Right clicking is what you use to select something in the 3D view. Shift + right click to deselect
Another way to select is hitting “C”, this will bring up an circular selection.
Scrollwheel allows to increase and decrease the size. Very useful with wireframe mode to select overlapping vertices
Left clicking will continuously ADD selection, middle mouse button will REMOVE selection.
Aternatively, hit “B” to draw a marquise. This will also only add, unless you select with middle mouse button.
Also very useful is “ALT + right click” to select a continous loop of stuff. Depending on where you click it will be lateral or vertical.
“Basic mesh commands”
For ech of these you can hit “X”,”Y”,or “Z” after hitting the respective keys to restrict them to one axis and they also take numbers.
For example “R”, then “X”, then typing 90 will rotate the mesh 90 degrees around the x-axis.
Also you can right click at any time to cancel whatever you’re doing. Useful for moving a vertex around to see if there is a double underneath but you don’t actually want to move it for example.
“G” will allow you to move your selection.
“S” will scale it.
“R” will rotate it.
“Bread and butter”
“E” will extrude.
“I” will inset
“W” has a set of common commands.
“CRL + E” has a set of common commands for edges.
“CRL + TAB” allows to switch between faces, edges and vertices. You will be using this ALL the time.
“N” for the properties tab
“T” for the tools tab if you ever loose it or want more screen space.
“Z” to go to wireframe mode, sometimes easier to work with and let’s you select stuff that would be otherwise hidden.
Ok, now, let’s get rolling.
4.2 Making the basic shape.
Scale the cube down “S” and move it over to the head, you can also use the arrows to move stuff.
Red is X, green is Y and blue is Z.
Keep your reference close:
In fact depending on the refrence you can even import it and draw over it, that’s a really big help.
But this is all we have and it’s not a complicated shape so eh, it’s strip of metal with a fin. We’ll be fine
I’ll start by blocking out that triangular piece just above his eyebrows. It doesn’t need to be pretty yet. We’re just laying out the general shape/position for now.
Now we have a place to start from, let’s add the plate that would connect to his skull and from there we can pull up the mohawk.
Select the faceof the cube pointing up towards his scalp and extrude a couple of times (“E”).

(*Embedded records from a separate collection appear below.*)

//! Rendering of facts, reports, and bootstrap summaries.
//!
//! Everything here consumes the structured records read-only and writes them
//! as JSON or plain text to a caller-chosen destination (stdout or a file).

use anyhow::{bail, Context, Result};
use clap::ValueEnum;
use colored::Colorize;
use serde::Serialize;
use std::fs::File;
use std::io::{self, ErrorKind, Write};
use std::path::Path;

use crate::inspect::Facts;
use crate::validate::{Report, Severity};
use crate::vendor::VendorInfo;

/// Output format selector shared by every subcommand.
#[derive(Debug, Clone, Copy, PartialEq, Eq, ValueEnum)]
pub enum OutputFormat {
    Json,
    Text,
}

#[derive(Serialize)]
struct BootstrapOutput<'a> {
    project_info: &'a Facts,
    vendor: &'a VendorInfo,
}

/// Write inspection facts in the requested format.
pub fn write_facts(w: &mut dyn Write, format: OutputFormat, facts: &Facts) -> Result<()> {
    match format {
        OutputFormat::Json => write_json(w, facts),
        OutputFormat::Text => write_facts_text(w, facts),
    }
}

/// Write a validation report in the requested format.
pub fn write_report(w: &mut dyn Write, format: OutputFormat, report: &Report) -> Result<()> {
    match format {
        OutputFormat::Json => write_json(w, report),
        OutputFormat::Text => write_report_text(w, report),
    }
}

/// Write a bootstrap summary (facts plus vendoring outcome).
pub fn write_bootstrap(
    w: &mut dyn Write,
    format: OutputFormat,
    facts: &Facts,
    vendor: &VendorInfo,
) -> Result<()> {
    let output = BootstrapOutput {
        project_info: facts,
        vendor,
    };
    match format {
        OutputFormat::Json => write_json(w, &output),
        OutputFormat::Text => {
            write_facts_text(w, facts)?;
            writeln!(w, "Vendor:        {}", vendor.status)
                .context("write bootstrap output")?;
            Ok(())
        }
    }
}

fn write_json<T: Serialize>(w: &mut dyn Write, value: &T) -> Result<()> {
    serde_json::to_writer_pretty(&mut *w, value).context("encode json")?;
    writeln!(w).context("write json output")?;
    Ok(())
}

fn write_facts_text(w: &mut dyn Write, facts: &Facts) -> Result<()> {
    writeln!(
        w,
        "Project Info\n\
         Dir:           {}\n\
         ModulePath:    {}\n\
         ImportPath:    {}\n\
         Name:          {}\n\
         GoVersion:     {}\n\
         HasVendor:     {}\n\
         HasGearDir:    {}\n\
         HasGearRules:  {}\n\
         HasGearSpec:   {}",
        facts.dir,
        facts.module_path,
        facts.import_path,
        facts.name,
        facts.go_version,
        facts.has_vendor,
        facts.has_gear_dir,
        facts.has_gear_rules,
        facts.has_gear_spec,
    )
    .context("write inspect output")
}

fn write_report_text(w: &mut dyn Write, report: &Report) -> Result<()> {
    writeln!(
        w,
        "Validate ({})\nVerdict: {}\nModulePath: {}\nName: {}\nIssues: {}",
        report.stage,
        colorize_severity(report.verdict),
        report.module_path,
        report.name,
        report.issues.len(),
    )
    .context("write validate output")?;

    for issue in &report.issues {
        writeln!(
            w,
            "- {} {} {} ({})",
            colorize_severity(issue.severity),
            issue.code,
            issue.message,
            issue.path,
        )
        .context("write validate output")?;
    }

    Ok(())
}

fn colorize_severity(severity: Severity) -> String {
    match severity {
        Severity::Ok => severity.to_string().green().to_string(),
        Severity::Warn => severity.to_string().yellow().to_string(),
        Severity::Error => severity.to_string().red().to_string(),
    }
}

/// Run `write_fn` against the chosen destination.
///
/// With no output path the destination is stdout. With one, the file is
/// created (refusing directories) and a note saying whether it was created
/// or overwritten goes to stderr, so scripted callers can tell.
pub fn with_output_writer<F>(output: Option<&Path>, write_fn: F) -> Result<()>
where
    F: FnOnce(&mut dyn Write) -> Result<()>,
{
    let path = match output {
        None => {
            let stdout = io::stdout();
            let mut handle = stdout.lock();
            return write_fn(&mut handle);
        }
        Some(path) => path,
    };

    let existed = match std::fs::metadata(path) {
        Ok(meta) => {
            if meta.is_dir() {
                bail!("cannot write output to directory {}", path.display());
            }
            true
        }
        Err(e) if e.kind() == ErrorKind::NotFound => false,
        Err(e) => return Err(e).with_context(|| format!("stat {}", path.display())),
    };

    // `colored` keys its tty detection on the process's stdout, not the
    // writer in hand; a file destination never gets escape sequences.
    colored::control::set_override(false);

    let mut file =
        File::create(path).with_context(|| format!("create {}", path.display()))?;
    write_fn(&mut file)?;
    file.flush()
        .with_context(|| format!("flush {}", path.display()))?;

    if existed {
        eprintln!("file was overwritten");
    } else {
        eprintln!("file was created");
    }

    Ok(())
}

Don’t go crazy about getting a nice curve, you’ll see why later, just try to keep the the thickness kind of even…ish. You can follow the skull for this, you’ll see quite well where it has to connecting faces, it is far from being round.
Something like this:
Now let’s add some edges that will become the mohawk itself. A great tool for this is to use “CTRL – R” which will add a loop around.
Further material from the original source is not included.